State of Emergency: Getting the marrow there


The following content is part of our new Behind The Match series, an ongoing effort to provide a behind-the-scenes look at marrow transplant and some of the lesser-known, yet crucial ways we deliver cures for blood cancer patients.

Each year, we encounter emergency weather situations from blizzards to icy roads to hurricanes and tornadoes. Even under these extreme circumstances, Be The Match ensures that donors are able to get to their donations. Once the donation has occurred, Be The Match also ensures that our trained couriers get the life-saving cells to wherever the patient is waiting to receive their transplant, within 48 hours, anywhere in the world.
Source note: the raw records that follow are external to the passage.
//! In-memory host used by `--debug` and by the lifecycle tests.
//!
//! Every [`MemoryFile`] handed out by a [`MemoryBroker`] reports to the
//! broker's ledger, which records reads, stream opens, writes and closes in
//! order, together with the number of streams open right now and the most
//! that were ever open at once.

use std::collections::VecDeque;
use std::io;
use std::sync::atomic::{AtomicUsize, Ordering};
use std::sync::{Arc, Mutex, MutexGuard, PoisonError};

use async_trait::async_trait;
use tokio::sync::Notify;

use super::{CapabilityBroker, FileCapability, WriteStream};
use crate::error::{IoOp, Result, SessionError};

/// Name of the canned debug file.
pub const DEBUG_FILE_NAME: &str = "debug.txt";
/// Contents of the canned debug file.
pub const DEBUG_FILE_TEXT: &str = "file_text";

fn lock<T>(mutex: &Mutex<T>) -> MutexGuard<'_, T> {
    mutex.lock().unwrap_or_else(PoisonError::into_inner)
}

/// One host-level call recorded by the ledger.
#[derive(Debug, Clone, PartialEq, Eq)]
pub enum LedgerEvent {
    Read(String),
    Opened(String),
    Wrote { file: String, text: String },
    Closed(String),
}

#[derive(Debug, Default)]
struct Ledger {
    events: Vec<LedgerEvent>,
    open: usize,
    peak: usize,
}

type SharedLedger = Arc<Mutex<Ledger>>;

#[derive(Debug, Default, Clone, Copy)]
struct Faults {
    read: bool,
    open: bool,
    write: bool,
    close: bool,
}

#[derive(Debug)]
struct FileState {
    content: String,
    faults: Faults,
    writes: Vec<String>,
    close_calls: usize,
    open_streams: usize,
}

/// A file that lives in memory.
///
/// Clones share the same contents and counters.
#[derive(Debug, Clone)]
pub struct MemoryFile {
    name: String,
    state: Arc<Mutex<FileState>>,
    ledger: SharedLedger,
    read_gate: Option<Arc<Notify>>,
}

impl MemoryFile {
    /// A standalone file with its own ledger.
    pub fn new(name: impl Into<String>, content: impl Into<String>) -> Self {
        Self::with_ledger(name, content, SharedLedger::default())
    }

    fn with_ledger(name: impl Into<String>, content: impl Into<String>, ledger: SharedLedger) -> Self {
        Self {
            name: name.into(),
            state: Arc::new(Mutex::new(FileState {
                content: content.into(),
                faults: Faults::default(),
                writes: Vec::new(),
                close_calls: 0,
                open_streams: 0,
            })),
            ledger,
            read_gate: None,
        }
    }

    /// Make every read fail.
    #[must_use]
    pub fn failing_read(self) -> Self {
        lock(&self.state).faults.read = true;
        self
    }

    /// Make `open_writable` fail.
    #[must_use]
    pub fn failing_open(self) -> Self {
        lock(&self.state).faults.open = true;
        self
    }

    /// Make every write fail.
    #[must_use]
    pub fn failing_write(self) -> Self {
        lock(&self.state).faults.write = true;
        self
    }

    /// Make `close` report an error (the stream is still released).
    #[must_use]
    pub fn failing_close(self) -> Self {
        lock(&self.state).faults.close = true;
        self
    }

    /// Hold every read until `gate` is notified.
    #[must_use]
    pub fn with_read_gate(mut self, gate: Arc<Notify>) -> Self {
        self.read_gate = Some(gate);
        self
    }

    pub fn content(&self) -> String {
        lock(&self.state).content.clone()
    }

    /// Every text written through a stream, oldest first.
    pub fn writes(&self) -> Vec<String> {
        lock(&self.state).writes.clone()
    }

    /// Number of `close` calls, including no-op ones on closed streams.
    pub fn close_calls(&self) -> usize {
        lock(&self.state).close_calls
    }

    pub fn open_streams(&self) -> usize {
        lock(&self.state).open_streams
    }

    fn record(&self, event: LedgerEvent) {
        lock(&self.ledger).events.push(event);
    }
}

#[async_trait]
impl FileCapability for MemoryFile {
    fn name(&self) -> &str {
        &self.name
    }

    async fn read(&self) -> Result<String> {
        tracing::debug!(file = %self.name, "reading");
        if let Some(gate) = &self.read_gate {
            gate.notified().await;
        }
        let (faults, content) = {
            let state = lock(&self.state);
            (state.faults, state.content.clone())
        };
        if faults.read {
            return Err(SessionError::io(
                IoOp::Read,
                io::Error::other("simulated read failure"),
            ));
        }
        self.record(LedgerEvent::Read(self.name.clone()));
        Ok(content)
    }

    async fn open_writable(&self) -> Result<Box<dyn WriteStream>> {
        {
            let mut state = lock(&self.state);
            if state.faults.open {
                return Err(SessionError::io(
                    IoOp::Open,
                    io::Error::other("simulated open failure"),
                ));
            }
            state.open_streams += 1;
        }
        {
            let mut ledger = lock(&self.ledger);
            ledger.open += 1;
            ledger.peak = ledger.peak.max(ledger.open);
            ledger.events.push(LedgerEvent::Opened(self.name.clone()));
        }
        Ok(Box::new(MemoryStream {
            file: self.clone(),
            open: true,
        }))
    }
}

/// Write stream on a [`MemoryFile`].
#[derive(Debug)]
pub struct MemoryStream {
    file: MemoryFile,
    open: bool,
}

#[async_trait]
impl WriteStream for MemoryStream {
    async fn write(&mut self, text: &str) -> Result<()> {
        if !self.open {
            return Err(SessionError::stream_closed(IoOp::Write));
        }
        tracing::debug!(file = %self.file.name, "writing data:\n{text}");
        {
            let mut state = lock(&self.file.state);
            if state.faults.write {
                return Err(SessionError::io(
                    IoOp::Write,
                    io::Error::other("simulated write failure"),
                ));
            }
            state.content = text.to_string();
            state.writes.push(text.to_string());
        }
        self.file.record(LedgerEvent::Wrote {
            file: self.file.name.clone(),
            text: text.to_string(),
        });
        Ok(())
    }

    async fn close(&mut self) -> Result<()> {
        tracing::debug!(file = %self.file.name, "closing...");
        let failing = {
            let mut state = lock(&self.file.state);
            state.close_calls += 1;
            if !self.open {
                return Ok(());
            }
            state.open_streams -= 1;
            state.faults.close
        };
        self.open = false;
        {
            let mut ledger = lock(&self.file.ledger);
            ledger.open -= 1;
            ledger.events.push(LedgerEvent::Closed(self.file.name.clone()));
        }
        if failing {
            return Err(SessionError::io(
                IoOp::Close,
                io::Error::other("simulated close failure"),
            ));
        }
        Ok(())
    }
}

#[derive(Debug)]
enum Scripted {
    File(MemoryFile),
    Cancel,
    Deny(String),
}

/// Broker that never prompts.
///
/// Scripted answers are served first, in order; once they run out the
/// broker falls back to its canned file, or to `UserCancelled` if it has
/// none.
#[derive(Debug)]
pub struct MemoryBroker {
    script: Mutex<VecDeque<Scripted>>,
    fallback: Option<MemoryFile>,
    ledger: SharedLedger,
    acquisitions: AtomicUsize,
}

impl MemoryBroker {
    /// Broker that always hands out the canned debug file.
    pub fn debug() -> Self {
        let ledger = SharedLedger::default();
        let fallback = MemoryFile::with_ledger(DEBUG_FILE_NAME, DEBUG_FILE_TEXT, Arc::clone(&ledger));
        Self {
            script: Mutex::new(VecDeque::new()),
            fallback: Some(fallback),
            ledger,
            acquisitions: AtomicUsize::new(0),
        }
    }

    /// Broker with no canned file; unscripted acquisitions are cancelled.
    pub fn scripted() -> Self {
        Self {
            script: Mutex::new(VecDeque::new()),
            fallback: None,
            ledger: SharedLedger::default(),
            acquisitions: AtomicUsize::new(0),
        }
    }

    /// Create a file that reports to this broker's ledger.
    pub fn file(&self, name: impl Into<String>, content: impl Into<String>) -> MemoryFile {
        MemoryFile::with_ledger(name, content, Arc::clone(&self.ledger))
    }

    /// The canned debug file, if any.
    pub const fn debug_file(&self) -> Option<&MemoryFile> {
        self.fallback.as_ref()
    }

    pub fn queue_file(&self, file: &MemoryFile) {
        lock(&self.script).push_back(Scripted::File(file.clone()));
    }

    pub fn queue_cancel(&self) {
        lock(&self.script).push_back(Scripted::Cancel);
    }

    pub fn queue_denied(&self, reason: impl Into<String>) {
        lock(&self.script).push_back(Scripted::Deny(reason.into()));
    }

    pub fn acquisitions(&self) -> usize {
        self.acquisitions.load(Ordering::SeqCst)
    }

    /// Streams open right now, across every file of this broker.
    pub fn open_streams(&self) -> usize {
        lock(&self.ledger).open
    }

    /// Most streams that were ever open at the same time.
    pub fn peak_open_streams(&self) -> usize {
        lock(&self.ledger).peak
    }

    pub fn events(&self) -> Vec<LedgerEvent> {
        lock(&self.ledger).events.clone()
    }
}

#[async_trait]
impl CapabilityBroker for MemoryBroker {
    async fn acquire(&self) -> Result<Box<dyn FileCapability>> {
        self.acquisitions.fetch_add(1, Ordering::SeqCst);
        let next = lock(&self.script).pop_front();
        match next {
            Some(Scripted::File(file)) => Ok(Box::new(file)),
            Some(Scripted::Cancel) => Err(SessionError::UserCancelled),
            Some(Scripted::Deny(reason)) => Err(SessionError::PlatformDenied(reason)),
            None => match &self.fallback {
                Some(file) => Ok(Box::new(file.clone())),
                None => Err(SessionError::UserCancelled),
            },
        }
    }
}

#[cfg(test)]
mod tests {
    use super::*;

    #[tokio::test]
    async fn test_debug_broker_hands_out_canned_file() {
        let broker = MemoryBroker::debug();
        let file = broker.acquire().await.unwrap();
        assert_eq!(file.name(), DEBUG_FILE_NAME);
        assert_eq!(file.read().await.unwrap(), DEBUG_FILE_TEXT);
        assert_eq!(broker.acquisitions(), 1);
    }

    #[tokio::test]
    async fn test_script_is_served_in_order_then_cancels() {
        let broker = MemoryBroker::scripted();
        let a = broker.file("a.txt", "alpha");
        broker.queue_denied("policy");
        broker.queue_file(&a);

        let err = broker.acquire().await.unwrap_err();
        assert!(matches!(err, SessionError::PlatformDenied(ref r) if r == "policy"));
        assert_eq!(broker.acquire().await.unwrap().name(), "a.txt");
        assert!(broker.acquire().await.unwrap_err().is_cancelled());
    }

    #[tokio::test]
    async fn test_ledger_tracks_open_and_peak_streams() {
        let broker = MemoryBroker::scripted();
        let a = broker.file("a.txt", "alpha");
        let b = broker.file("b.txt", "beta");

        let mut sa = a.open_writable().await.unwrap();
        let mut sb = b.open_writable().await.unwrap();
        assert_eq!(broker.open_streams(), 2);
        sa.close().await.unwrap();
        sb.close().await.unwrap();

        assert_eq!(broker.open_streams(), 0);
        assert_eq!(broker.peak_open_streams(), 2);
        assert_eq!(
            broker.events(),
            vec![
                LedgerEvent::Opened("a.txt".into()),
                LedgerEvent::Opened("b.txt".into()),
                LedgerEvent::Closed("a.txt".into()),
                LedgerEvent::Closed("b.txt".into()),
            ]
        );
    }

    #[tokio::test]
    async fn test_write_replaces_content_and_is_recorded() {
        let file = MemoryFile::new("a.txt", "hello");
        let mut stream = file.open_writable().await.unwrap();
        stream.write("hello world").await.unwrap();

        assert_eq!(file.content(), "hello world");
        assert_eq!(file.writes(), vec!["hello world".to_string()]);
    }

    #[tokio::test]
    async fn test_second_close_does_not_release_twice() {
        let file = MemoryFile::new("a.txt", "hello");
        let mut stream = file.open_writable().await.unwrap();
        stream.close().await.unwrap();
        stream.close().await.unwrap();

        assert_eq!(file.close_calls(), 2);
        assert_eq!(file.open_streams(), 0);
    }

    #[tokio::test]
    async fn test_failing_close_still_releases_stream() {
        let file = MemoryFile::new("a.txt", "hello").failing_close();
        let mut stream = file.open_writable().await.unwrap();
        assert!(stream.close().await.is_err());
        assert_eq!(file.open_streams(), 0);
    }

    #[tokio::test]
    async fn test_faults_surface_as_platform_io() {
        let file = MemoryFile::new("a.txt", "hello").failing_read().failing_write();
        let err = file.read().await.unwrap_err();
        assert!(matches!(err, SessionError::PlatformIo { op: IoOp::Read, .. }));

        let mut stream = file.open_writable().await.unwrap();
        let err = stream.write("x").await.unwrap_err();
        assert!(matches!(err, SessionError::PlatformIo { op: IoOp::Write, .. }));
        assert_eq!(file.content(), "hello");

        let closed = MemoryFile::new("b.txt", "").failing_open();
        let err = closed.open_writable().await.unwrap_err();
        assert!(matches!(err, SessionError::PlatformIo { op: IoOp::Open, .. }));
    }
}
Sometimes, it takes planes, trains and automobiles in order for the marrow to safely arrive at the final destination.

The Be The Match emergency preparedness team consists of 4 full time staff who devote their time to organizational preparedness and coordinate a cross functional team of about 20 staff from many departments that ensure all marrow donors, couriers, patients and staff safely make it to their destination during an emergency. The team was put in place in 2005 shortly before Hurricane Katrina, one of the worst natural disasters in history. The team continually watches the weather, natural disasters and other worldwide events—from conflicts such as that in Syria to transportation strikes in Paris—the team also receives tips from staff and partners on the ground. Once a storm system has been identified, the team verifies that it is a legitimate threat and will then pull together the decision team— a more robust team of individuals who work with transplant centers, donor centers, couriers and other logistical components. This team pulls specialized reports by location to ensure proper precautions are put in place and alternate plans are made.
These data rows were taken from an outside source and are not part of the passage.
use std::sync::Arc;
use std::time::Duration;

use tokio::runtime::Handle;
use tokio::sync::mpsc::{self, UnboundedReceiver, UnboundedSender};
use tokio::sync::watch;

use crate::app::Message;
use crate::app::model::PickReply;
use crate::app::update::TaskOutcome;
use crate::capability::{CapabilityBroker, PickRequest};
use crate::editor::SharedBuffer;
use crate::notice::{Notice, Notifier};
use crate::session::{OpenOutcome, SessionManager, SessionStatus};

/// Glue between the synchronous UI loop and the session manager.
///
/// Triggers become tasks on the runtime; their results, notices, picker
/// requests and status changes come back as [`Message`]s from [`poll`].
///
/// [`poll`]: SessionBindings::poll
pub(super) struct SessionBindings {
    runtime: Handle,
    manager: Arc<SessionManager>,
    status: watch::Receiver<SessionStatus>,
    notices: UnboundedReceiver<Notice>,
    picks: Option<UnboundedReceiver<PickRequest>>,
    pending_pick: Option<PickRequest>,
    done_tx: UnboundedSender<TaskOutcome>,
    done_rx: UnboundedReceiver<TaskOutcome>,
}

impl SessionBindings {
    pub(super) fn new(
        runtime: Handle,
        broker: Arc<dyn CapabilityBroker>,
        picks: Option<UnboundedReceiver<PickRequest>>,
        editor: SharedBuffer,
    ) -> Self {
        let (notice_tx, notices) = mpsc::unbounded_channel();
        let (done_tx, done_rx) = mpsc::unbounded_channel();
        let manager = Arc::new(SessionManager::new(
            broker,
            Arc::new(editor),
            Arc::new(notice_tx) as Arc<dyn Notifier>,
        ));
        let status = manager.subscribe();
        Self {
            runtime,
            manager,
            status,
            notices,
            picks,
            pending_pick: None,
            done_tx,
            done_rx,
        }
    }

    pub(super) fn spawn_open(&self) {
        let manager = Arc::clone(&self.manager);
        let done = self.done_tx.clone();
        self.runtime.spawn(async move {
            let outcome = match manager.open_new_file().await {
                Ok(OpenOutcome::Opened { name, .. }) => TaskOutcome::Opened { name },
                Ok(OpenOutcome::Cancelled) => TaskOutcome::Cancelled,
                Err(err) => TaskOutcome::Failed(err.to_string()),
            };
            let _ = done.send(outcome);
        });
    }

    pub(super) fn spawn_save(&self, revision: u64) {
        let manager = Arc::clone(&self.manager);
        let done = self.done_tx.clone();
        self.runtime.spawn(async move {
            let outcome = match manager.save_current_file().await {
                Ok(receipt) => TaskOutcome::Saved {
                    name: receipt.name,
                    bytes: receipt.bytes,
                    revision,
                },
                Err(err) => TaskOutcome::Failed(err.to_string()),
            };
            let _ = done.send(outcome);
        });
    }

    /// Deliver the prompt's answer to the waiting picker.
    ///
    /// Returns `false` if no pick was pending.
    pub(super) fn answer_pick(&mut self, reply: PickReply) -> bool {
        let Some(request) = self.pending_pick.take() else {
            return false;
        };
        match reply {
            PickReply::Choose(path) => request.choose(path),
            PickReply::Cancel => request.cancel(),
        }
        true
    }

    /// Drain everything that arrived since the last call, without blocking.
    pub(super) fn poll(&mut self) -> Vec<Message> {
        let mut messages = Vec::new();

        if let Some(picks) = &mut self.picks {
            while let Ok(request) = picks.try_recv() {
                messages.push(Message::PromptShown(request.start_dir().to_path_buf()));
                // A newer request supersedes an unanswered one.
                self.pending_pick = Some(request);
            }
        }

        if self.status.has_changed().unwrap_or(false) {
            let status = self.status.borrow_and_update().clone();
            messages.push(Message::SessionChanged(status));
        }

        while let Ok(notice) = self.notices.try_recv() {
            messages.push(Message::Notice(notice));
        }

        while let Ok(outcome) = self.done_rx.try_recv() {
            if let TaskOutcome::Failed(err) = &outcome {
                tracing::debug!("session task failed: {err}");
            }
            messages.push(Message::TaskFinished(outcome));
        }

        messages
    }

    /// Release the session on exit.
    ///
    /// The close is fire-and-forget; `grace` only bounds how long exit waits
    /// for it so the stream can flush before the runtime shuts down.
    pub(super) fn teardown(&mut self, grace: Duration) {
        // Unblock an open that is still waiting on the prompt.
        if let Some(request) = self.pending_pick.take() {
            request.cancel();
        }
        let close = {
            let _enter = self.runtime.enter();
            self.manager.teardown()
        };
        let Some(close) = close else {
            return;
        };
        if self
            .runtime
            .block_on(async { tokio::time::timeout(grace, close).await })
            .is_err()
        {
            tracing::warn!("session close did not finish within {grace:?}, exiting anyway");
        }
    }
}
The logistics team will look at which flights could potentially be affected and will often times ensure every courier has 1-2 back up flights in case there are delays or cancellations. In the event a donor or a courier is not able to fly out, alternate transportation will be put in place to ensure dangerous delays do not occur—delays that could affect the health and well being of the patient waiting for their transplant. A recent example of the great work done by this team was this past February, when winter storms plagued the East Coast. A courier needed to get to Atlanta, but the airport was forced to close due to the ice storms that hit the city. The courier was instead re-routed to Orlando and then driven to Atlanta in order to make the life-saving delivery.
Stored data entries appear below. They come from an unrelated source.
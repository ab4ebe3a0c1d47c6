//! Error kinds returned by fallible counting quotient filter operations.

use thiserror::Error;

/// Errors that can occur while constructing or operating on a
/// [`CountingQuotientFilter`](crate::filter::CountingQuotientFilter).
#[derive(Error, Debug, Clone, PartialEq, Eq)]
pub enum CqfError {
    /// The filter is full (or resize failed) and cannot accept the insertion.
    #[error("quotient filter has no space left for this insertion")]
    NoSpace,

    /// `TRY_ONCE_LOCK` failed to acquire one of the stripe locks it needed.
    #[error("could not acquire a stripe lock on the first attempt")]
    CouldntLock,

    /// The requested (key, value) pair is not present in the filter.
    #[error("key/value pair does not exist in the filter")]
    DoesntExist,

    /// The operation is not supported under the filter's current hash mode,
    /// or a construction argument was out of range.
    #[error("operation is invalid: {0}")]
    Invalid(String),

    /// The iterator has been advanced past the last element.
    #[error("iterator is exhausted")]
    IterInvalid,

    /// `init`/`use_buffer` was given a backing buffer smaller than required.
    #[error("backing buffer too small, {required} bytes required")]
    BufferTooSmall {
        /// The number of bytes the caller must provide.
        required: usize,
    },
}

/// Convenience alias used throughout the crate.
pub type Result<T> = std::result::Result<T, CqfError>;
With all of the hard work and planning that this team does, there has not been one patient who did not eventually receive their life-saving cells because of an emergency situation. When an emergency occurs, Be The Match is ready for the job.

11 Responses to “State of Emergency: Getting the marrow there”

  1. Jody Zachary says:

    How does one become a courier?

  2. Marla Grant says:

    So proud and grateful to be part of your great organization, helping meet your mission objectives. Your travel team is amazing.

  3. Cynthia Vickers says:

    It is amazing how it all comes together, so honored to be a part of it all!!

  4. Brenda Shisslak says:


    I work full-time but I would love to volunteer to be a courier on weekends. I can do Friday nights thru Sunday evenings.

    email ( or call 781-929-0450

    • admin says:

      Hi Brenda – Thank you for your support! Please send your contact information to and a Be The Match representative will get in touch with you with more information about becoming a courier. Thanks!

  5. Jan Z says:

    I was a donor whose harvest was done on 9/13/01, two days after the tragedy of 9/11. There was concern about getting my product to the recipient, who was already being prepped to receive it. I never knew how it happened but everything went as scheduled. Thank you to everyone involved who works behind the scenes.

  6. Meg says:

    That is amazing! A HUGE thank you to all of your couriers, staff, coordinators, etc. who work day and night (and in dangerous conditions!) to make it happen. I’m in awe.

  7. Wow!thanks to these people who work so hard to ensure lives are saved!